# [Exercise aim]
Copy the lines below exactly. Start at the first and finish with the line containing "use serde::Deserialize;".

# [Material to process]
use axum::{
    extract::{rejection::JsonRejection, State},
    Extension, Json,
};
use prodcrawl_core::ProductRecord;
use prodcrawl_scraper::{BatchEntry, ProductCrawler};
use reqwest::Url;
use serde::Deserialize;

use super::{map_crawl_error, ApiError, AppState};
use crate::middleware::RequestId;

#[derive(Debug, Deserialize)]
pub(super) struct CrawlRequest {
    url: String,
}

#[derive(Debug, Deserialize)]
pub(super) struct BatchCrawlRequest {
    urls: Vec<String>,
}

pub(super) async fn crawl_http(
    State(state): State<AppState>,
    Extension(req_id): Extension<RequestId>,
    payload: Result<Json<CrawlRequest>, JsonRejection>,
) -> Result<Json<ProductRecord>, ApiError> {
    crawl_one(state.http.as_ref(), req_id, payload).await
}

pub(super) async fn crawl_browser(
    State(state): State<AppState>,
    Extension(req_id): Extension<RequestId>,
    payload: Result<Json<CrawlRequest>, JsonRejection>,
) -> Result<Json<ProductRecord>, ApiError> {
    crawl_one(state.browser.as_ref(), req_id, payload).await
}

pub(super) async fn batch_crawl_http(
    State(state): State<AppState>,
    Extension(req_id): Extension<RequestId>,
    payload: Result<Json<BatchCrawlRequest>, JsonRejection>,
) -> Result<Json<Vec<BatchEntry>>, ApiError> {
    crawl_many(state.http.as_ref(), req_id, payload).await
}

pub(super) async fn batch_crawl_browser(
    State(state): State<AppState>,
    Extension(req_id): Extension<RequestId>,
    payload: Result<Json<BatchCrawlRequest>, JsonRejection>,
) -> Result<Json<Vec<BatchEntry>>, ApiError> {
    crawl_many(state.browser.as_ref(), req_id, payload).await
}

async fn crawl_one(
    crawler: &dyn ProductCrawler,
    RequestId(req_id): RequestId,
    payload: Result<Json<CrawlRequest>, JsonRejection>,
) -> Result<Json<ProductRecord>, ApiError> {
    let Json(body) = payload.map_err(|e| ApiError::validation(req_id.clone(), e.body_text()))?;
    let url = validate_url(&body.url).map_err(|msg| ApiError::validation(req_id.clone(), msg))?;

    crawler
        .crawl(&url)
        .await
        .map(Json)
        .map_err(|e| map_crawl_error(req_id, &e))
}

async fn crawl_many(
    crawler: &dyn ProductCrawler,
    RequestId(req_id): RequestId,
    payload: Result<Json<BatchCrawlRequest>, JsonRejection>,
) -> Result<Json<Vec<BatchEntry>>, ApiError> {
    let Json(body) = payload.map_err(|e| ApiError::validation(req_id.clone(), e.body_text()))?;
    let urls = validate_urls(&body.urls).map_err(|msg| ApiError::validation(req_id.clone(), msg))?;

    crawler
        .crawl_batch(&urls)
        .await
        .map(Json)
        .map_err(|e| map_crawl_error(req_id, &e))
}

/// Accepts only absolute `http`/`https` URLs with a host. Returns the
/// trimmed URL.
pub(super) fn validate_url(raw: &str) -> Result<String, String> {
    let trimmed = raw.trim();
    if trimmed.is_empty() {
        return Err("url must not be empty".to_owned());
    }
    let parsed = Url::parse(trimmed).map_err(|e| format!("invalid url \"{trimmed}\": {e}"))?;
    if !matches!(parsed.scheme(), "http" | "https") {
        return Err(format!("url \"{trimmed}\" must use http or https"));
    }
    if parsed.host_str().is_none_or(str::is_empty) {
        return Err(format!("url \"{trimmed}\" must include a host"));
    }
    Ok(trimmed.to_owned())
}

pub(super) fn validate_urls(raw: &[String]) -> Result<Vec<String>, String> {
    if raw.is_empty() {
        return Err("urls must not be empty".to_owned());
    }
    raw.iter()
        .enumerate()
        .map(|(i, url)| validate_url(url).map_err(|msg| format!("urls[{i}]: {msg}")))
        .collect()
}
//! Batch Driver: many URLs, failure-isolated, order-preserving.

use futures::future::join_all;
use prodcrawl_core::ProductRecord;
use serde::{Deserialize, Serialize};

use crate::crawler::BrowserCrawler;
use crate::error::CrawlError;
use crate::session::{BrowserSession, SessionFactory};

/// Literal `error` value carried by every failed batch entry.
pub const CRAWL_FAILED: &str = "Crawl Failed";

/// One slot of a batch result. Serialized untagged: a success is a bare
/// [`ProductRecord`], a failure is a [`BatchFailure`] object.
#[derive(Debug, Clone, PartialEq, Eq, Serialize, Deserialize)]
#[serde(untagged)]
pub enum BatchEntry {
    // Failure first so untagged deserialization does not read a failure
    // object as a mostly-empty record.
    Failed(BatchFailure),
    Product(ProductRecord),
}

#[derive(Debug, Clone, PartialEq, Eq, Serialize, Deserialize)]
pub struct BatchFailure {
    /// Always [`CRAWL_FAILED`].
    pub error: String,
    pub detail: String,
    pub url: String,
    /// Machine-readable [`CrawlError::code`].
    pub code: String,
}

impl BatchEntry {
    #[must_use]
    pub fn failed(url: &str, err: &CrawlError) -> Self {
        BatchEntry::Failed(BatchFailure {
            error: CRAWL_FAILED.to_owned(),
            detail: err.to_string(),
            url: url.to_owned(),
            code: err.code().to_owned(),
        })
    }

    /// Converts a per-item result, logging failures.
    #[must_use]
    pub fn from_result(url: &str, result: Result<ProductRecord, CrawlError>) -> Self {
        match result {
            Ok(record) => BatchEntry::Product(record),
            Err(e) => {
                tracing::warn!(url, error = %e, code = e.code(), "batch item failed");
                BatchEntry::failed(url, &e)
            }
        }
    }

    #[must_use]
    pub fn is_failure(&self) -> bool {
        matches!(self, BatchEntry::Failed(_))
    }
}

impl<F: SessionFactory> BrowserCrawler<F> {
    /// Runs a batch, sequentially over one session or, when
    /// `max_sessions > 1`, over contiguous partitions each with its own
    /// session. Every session created here is terminated before returning.
    ///
    /// An empty batch still launches (and terminates) one session.
    pub(crate) async fn run_batch(&self, urls: &[String]) -> Result<Vec<BatchEntry>, CrawlError> {
        if self.max_sessions <= 1 || urls.len() <= 1 {
            let mut session = self.factory.create().await?;
            let entries = self.run_partition(&mut session, urls).await;
            session.terminate().await;
            return Ok(entries);
        }

        let chunk_size = urls.len().div_ceil(self.max_sessions);
        let partitions: Vec<&[String]> = urls.chunks(chunk_size).collect();
        let mut sessions = self.launch_all(partitions.len()).await?;
        tracing::info!(
            urls = urls.len(),
            sessions = sessions.len(),
            "running pooled batch"
        );

        let work = sessions
            .iter_mut()
            .zip(partitions)
            .map(|(session, part)| self.run_partition(session, part));
        let results = join_all(work).await;

        for session in &mut sessions {
            session.terminate().await;
        }
        Ok(results.into_iter().flatten().collect())
    }

    /// Launches `count` sessions concurrently. If any launch fails, the ones
    /// that succeeded are terminated and the first error is returned.
    async fn launch_all(&self, count: usize) -> Result<Vec<F::Session>, CrawlError> {
        let launches = join_all((0..count).map(|_| self.factory.create())).await;

        let mut sessions = Vec::with_capacity(count);
        let mut first_err = None;
        for launch in launches {
            match launch {
                Ok(session) => sessions.push(session),
                Err(e) => {
                    first_err.get_or_insert(e);
                }
            }
        }

        match first_err {
            None => Ok(sessions),
            Some(err) => {
                for session in &mut sessions {
                    session.terminate().await;
                }
                Err(err)
            }
        }
    }

    async fn run_partition(&self, session: &mut F::Session, urls: &[String]) -> Vec<BatchEntry> {
        let mut entries = Vec::with_capacity(urls.len());
        for url in urls {
            let result = self.crawl_in(session, url).await;
            entries.push(BatchEntry::from_result(url, result));
        }
        entries
    }
}

#[cfg(test)]
mod tests {
    use super::*;

    #[test]
    fn failure_serializes_with_literal_error_and_detail() {
        let err = CrawlError::navigation("https://www.amazon.com/dp/X", "timed out after 60s");
        let entry = BatchEntry::failed("https://www.amazon.com/dp/X", &err);
        let json = serde_json::to_value(&entry).unwrap();
        assert_eq!(json["error"], "Crawl Failed");
        assert_eq!(
            json["detail"],
            "navigation to https://www.amazon.com/dp/X failed: timed out after 60s"
        );
        assert_eq!(json["url"], "https://www.amazon.com/dp/X");
        assert_eq!(json["code"], "navigation_error");
    }

    #[test]
    fn success_serializes_as_bare_record() {
        let entry = BatchEntry::Product(ProductRecord::new("https://www.amazon.com/dp/Y"));
        let json = serde_json::to_value(&entry).unwrap();
        assert_eq!(json["url"], "https://www.amazon.com/dp/Y");
        assert!(json.get("error").is_none());
    }

    #[test]
    fn untagged_entries_deserialize_by_shape() {
        let entries: Vec<BatchEntry> = serde_json::from_str(
            r#"[
                {"url": "https://a.example/1", "title": "Robot"},
                {"error": "Crawl Failed", "detail": "boom", "url": "https://a.example/2", "code": "parse_error"}
            ]"#,
        )
        .unwrap();
        assert!(!entries[0].is_failure());
        assert!(entries[1].is_failure());
    }
}
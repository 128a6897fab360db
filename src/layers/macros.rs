/// Wires a layer's `LayerProperties` field and downcasting into `LayerTrait`.
///
/// ```ignore
/// impl LayerTrait for MarkerLayer {
///     campusmap::impl_layer_trait!(MarkerLayer, properties);
///
///     fn render(&mut self, context: &mut RenderContext, viewport: &Viewport) -> Result<()> {
///         // ...
///     }
/// }
/// ```
#[macro_export]
macro_rules! impl_layer_trait {
    ($layer:ty, $field:ident) => {
        fn properties(&self) -> &$crate::layers::base::LayerProperties {
            &self.$field
        }

        fn properties_mut(&mut self) -> &mut $crate::layers::base::LayerProperties {
            &mut self.$field
        }

        fn as_any(&self) -> &dyn std::any::Any {
            self as &$layer
        }

        fn as_any_mut(&mut self) -> &mut dyn std::any::Any {
            self as &mut $layer
        }
    };
}
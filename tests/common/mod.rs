//! Shared fixtures: a throwaway public directory with points and articles

#![allow(dead_code)]

use std::fs;
use std::sync::Arc;
use std::time::Duration;

use campusmap::prelude::*;
use tempfile::TempDir;

pub const POINTS: &str = r#"{
  "points": [
    {
      "id": "4",
      "lng": 22.3006,
      "lat": 48.6208,
      "title": "University rectorate",
      "address": "Universytetska St, Uzhhorod",
      "image": "images/rectorat.jpg",
      "gallery": ["images/hall.jpg", "images/yard.jpg"],
      "links": [{ "url": "https://www.uzhnu.edu.ua", "text": "Website", "icon": "globe" }],
      "article": true
    },
    {
      "id": "7",
      "lng": 22.25,
      "lat": 48.60,
      "title": "Library",
      "contentFile": "content/library.md"
    },
    {
      "id": "8",
      "lng": 22.31,
      "lat": 48.63,
      "title": "Sports hall"
    }
  ]
}"#;

pub const RECTORATE_ARTICLE: &str = "# Rectorate\n\nThe **main** building.\n\n- Hall\n- Museum\n";

pub fn init_logging() {
    let _ = env_logger::builder().is_test(true).try_init();
}

/// Public root with `data/points.json` and the rectorate article;
/// the library article is left out on purpose
pub fn public_dir() -> TempDir {
    init_logging();
    let dir = tempfile::tempdir().unwrap();
    fs::create_dir_all(dir.path().join("data")).unwrap();
    fs::create_dir_all(dir.path().join("content")).unwrap();
    fs::write(dir.path().join("data/points.json"), POINTS).unwrap();
    fs::write(dir.path().join("content/4.md"), RECTORATE_ARTICLE).unwrap();
    dir
}

pub fn file_source(dir: &TempDir) -> Arc<dyn ContentSource> {
    Arc::new(FileSource::new(dir.path()))
}

pub fn map_viewer(dir: &TempDir) -> MapViewer {
    let loader = ContentLoader::new(file_source(dir), ContentCache::new());
    MapViewer::new(ViewerOptions::default(), &EnvConfig::default(), Point::new(800.0, 600.0))
        .with_content_loader(loader)
}

/// Yields to the runtime until `done` holds or two seconds pass
pub async fn wait_until(mut step: impl FnMut() -> bool) -> bool {
    for _ in 0..200 {
        if step() {
            return true;
        }
        tokio::time::sleep(Duration::from_millis(10)).await;
    }
    false
}
use std::cmp::Ordering;
use std::collections::BinaryHeap;
use std::pin::Pin;
use std::sync::Arc;

use crossbeam_channel::{unbounded, Receiver, Sender};
use once_cell::sync::Lazy;

use crate::prelude::{Future, HashSet};
use crate::runtime::async_utils::Semaphore;
use crate::{MapError, Result};

/// Shared async HTTP client for tiles and remote content
pub(crate) static HTTP_CLIENT: Lazy<reqwest::Client> = Lazy::new(|| {
    reqwest::Client::builder()
        .user_agent(concat!("campusmap/", env!("CARGO_PKG_VERSION")))
        .timeout(std::time::Duration::from_secs(30))
        .pool_idle_timeout(std::time::Duration::from_secs(90))
        .build()
        .unwrap_or_else(|e| {
            log::warn!("falling back to the default HTTP client: {}", e);
            reqwest::Client::new()
        })
});

/// GETs `url` and returns the body, treating non-2xx statuses as errors
pub async fn download(url: String) -> Result<Vec<u8>> {
    let response = HTTP_CLIENT.get(&url).send().await?;
    let status = response.status();
    if !status.is_success() {
        return Err(MapError::HttpStatus {
            status: status.as_u16(),
            url,
        });
    }
    Ok(response.bytes().await?.to_vec())
}

pub type FetchFuture = Pin<Box<dyn Future<Output = Result<Vec<u8>>> + Send + 'static>>;

/// Priority for loading (higher number = higher priority)
#[derive(Debug, Clone, Copy, PartialEq, Eq, PartialOrd, Ord)]
pub enum TilePriority {
    Background = 1,
    /// Images the user just asked for (lightbox, drawer)
    Visible = 100,
}

/// A queued fetch, identified by its cache key (URL or asset path)
pub struct TileTask {
    pub key: String,
    pub priority: TilePriority,
    /// Sequence number for tie-breaking (lower = earlier)
    pub sequence: u64,
    fetch: FetchFuture,
}

impl PartialEq for TileTask {
    fn eq(&self, other: &Self) -> bool {
        self.priority == other.priority && self.sequence == other.sequence
    }
}

impl Eq for TileTask {}

impl PartialOrd for TileTask {
    fn partial_cmp(&self, other: &Self) -> Option<Ordering> {
        Some(self.cmp(other))
    }
}

impl Ord for TileTask {
    fn cmp(&self, other: &Self) -> Ordering {
        // Higher priority first, then earlier sequence number
        match self.priority.cmp(&other.priority) {
            Ordering::Equal => other.sequence.cmp(&self.sequence),
            other => other,
        }
    }
}

/// Result of a loading operation
#[derive(Debug)]
pub struct TileResult {
    pub key: String,
    pub data: Result<Arc<Vec<u8>>>,
}

#[derive(Debug, Clone)]
pub struct TileLoaderConfig {
    /// Maximum concurrent downloads
    pub max_concurrent: usize,
}

impl Default for TileLoaderConfig {
    fn default() -> Self {
        Self { max_concurrent: 16 }
    }
}

/// Priority-ordered background fetcher with bounded concurrency.
///
/// Owned by the UI thread: `queue` adds work, `poll` starts as much of the
/// queue as the permit budget allows and returns everything that finished
/// since the last call.
pub struct TileLoader {
    result_tx: Sender<TileResult>,
    result_rx: Receiver<TileResult>,
    config: TileLoaderConfig,
    semaphore: Semaphore,
    queue: BinaryHeap<TileTask>,
    /// Keys queued or downloading, to prevent duplicate requests
    pending: HashSet<String>,
    /// Keys that failed; not retried until `retry_failed`
    failed: HashSet<String>,
    sequence: u64,
}

impl TileLoader {
    pub fn new(config: TileLoaderConfig) -> Self {
        let (result_tx, result_rx) = unbounded();
        let semaphore = Semaphore::new(config.max_concurrent.max(1));
        Self {
            result_tx,
            result_rx,
            config,
            semaphore,
            queue: BinaryHeap::new(),
            pending: HashSet::default(),
            failed: HashSet::default(),
            sequence: 0,
        }
    }

    /// Queues a fetch unless the key is already pending or known to fail.
    /// Returns whether the task was accepted.
    pub fn queue(&mut self, key: impl Into<String>, priority: TilePriority, fetch: FetchFuture) -> bool {
        let key = key.into();
        if self.pending.contains(&key) || self.failed.contains(&key) {
            return false;
        }
        self.sequence += 1;
        self.pending.insert(key.clone());
        self.queue.push(TileTask {
            key,
            priority,
            sequence: self.sequence,
            fetch,
        });
        true
    }

    /// Queues a plain HTTP download keyed by its URL
    pub fn queue_url(&mut self, url: &str, priority: TilePriority) -> bool {
        if self.pending.contains(url) || self.failed.contains(url) {
            return false;
        }
        self.queue(url, priority, Box::pin(download(url.to_string())))
    }

    /// Starts queued work and collects finished results
    pub fn poll(&mut self) -> Vec<TileResult> {
        while !self.queue.is_empty() && self.semaphore.try_acquire() {
            let Some(task) = self.queue.pop() else {
                self.semaphore.release();
                break;
            };
            let result_tx = self.result_tx.clone();
            let semaphore = self.semaphore.clone();
            let key = task.key;
            let fetch = task.fetch;

            crate::runtime::spawn(async move {
                let data = fetch.await.map(Arc::new);
                let _ = result_tx.send(TileResult { key, data });
                semaphore.release();
            });
        }

        let mut results = Vec::new();
        while let Ok(result) = self.result_rx.try_recv() {
            self.pending.remove(&result.key);
            if let Err(e) = &result.data {
                log::warn!("fetch of {} failed: {}", result.key, e);
                self.failed.insert(result.key.clone());
            }
            results.push(result);
        }
        results
    }

    /// Drops queued tasks whose key `keep` rejects, e.g. tiles panned off
    /// screen. Downloads already running are left alone. Returns how many
    /// tasks were dropped.
    pub fn retain_queued(&mut self, mut keep: impl FnMut(&str) -> bool) -> usize {
        let before = self.queue.len();
        let pending = &mut self.pending;
        self.queue.retain(|task| {
            let kept = keep(&task.key);
            if !kept {
                pending.remove(&task.key);
            }
            kept
        });
        let dropped = before - self.queue.len();
        if dropped > 0 {
            log::debug!("dropped {} queued fetches", dropped);
        }
        dropped
    }

    pub fn is_pending(&self, key: &str) -> bool {
        self.pending.contains(key)
    }

    pub fn has_failed(&self, key: &str) -> bool {
        self.failed.contains(key)
    }

    pub fn pending_count(&self) -> usize {
        self.pending.len()
    }

    /// Forgets failures so they are requested again
    pub fn retry_failed(&mut self) {
        self.failed.clear();
    }

    pub fn config(&self) -> &TileLoaderConfig {
        &self.config
    }
}

impl Default for TileLoader {
    fn default() -> Self {
        Self::new(TileLoaderConfig::default())
    }
}
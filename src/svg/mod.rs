//! Pan/zoom over the static campus SVG and the pins drawn on it

pub mod board;
pub mod viewport;

pub use board::{SvgMarker, SvgMarkerBoard};
pub use viewport::{click_to_content, SvgTool, SvgViewport, ViewerMode};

# [Response box]
use axum::{
    extract::{rejection::JsonRejection, State},
    Extension, Json,
};
use prodcrawl_core::ProductRecord;
use prodcrawl_scraper::{BatchEntry, ProductCrawler};
use reqwest::Url;
use serde::Deserialize;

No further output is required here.